What the exercise asks: Which lines of the entries below contain the string "Result"? Copy each one.

Information supplied:
----------

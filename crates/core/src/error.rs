use carelytics_api::ApiError;

/// Form input that cannot be turned into a request.
///
/// The display strings are what the user sees in the alert.
#[derive(Debug, Clone, PartialEq, Eq, thiserror::Error)]
pub enum ValidationError {
    #[error("Invalid or missing field: {0}")]
    MissingField(&'static str),
    #[error("Patient ID required for update")]
    MissingIdentifier,
    #[error("Nothing to update")]
    NothingToUpdate,
}

#[derive(Debug, thiserror::Error)]
pub enum ControllerError {
    #[error(transparent)]
    Validation(#[from] ValidationError),
    #[error("Add failed")]
    AddFailed(#[source] ApiError),
    #[error("Update failed")]
    UpdateFailed(#[source] ApiError),
    #[error("failed to load patients: {0}")]
    LoadFailed(#[source] ApiError),
    #[error("failed to delete patient: {0}")]
    DeleteFailed(#[source] ApiError),
    #[error("no such row: {0}")]
    UnknownRow(String),
}

pub type ControllerResult<T> = std::result::Result<T, ControllerError>;

#[derive(Debug, thiserror::Error)]
pub enum PreferenceError {
    #[error("failed to read preferences {path}: {source}", path = path.display())]
    Read {
        path: std::path::PathBuf,
        #[source]
        source: std::io::Error,
    },
    #[error("failed to write preferences {path}: {source}", path = path.display())]
    Write {
        path: std::path::PathBuf,
        #[source]
        source: std::io::Error,
    },
    #[error("failed to parse preferences {path}: {source}", path = path.display())]
    Parse {
        path: std::path::PathBuf,
        #[source]
        source: serde_json::Error,
    },
    #[error("failed to serialize preferences: {0}")]
    Serialization(serde_json::Error),
}

pub type PreferenceResult<T> = std::result::Result<T, PreferenceError>;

----------

Completed exercise:
pub type ControllerResult<T> = std::result::Result<T, ControllerError>;
pub type PreferenceResult<T> = std::result::Result<T, PreferenceError>;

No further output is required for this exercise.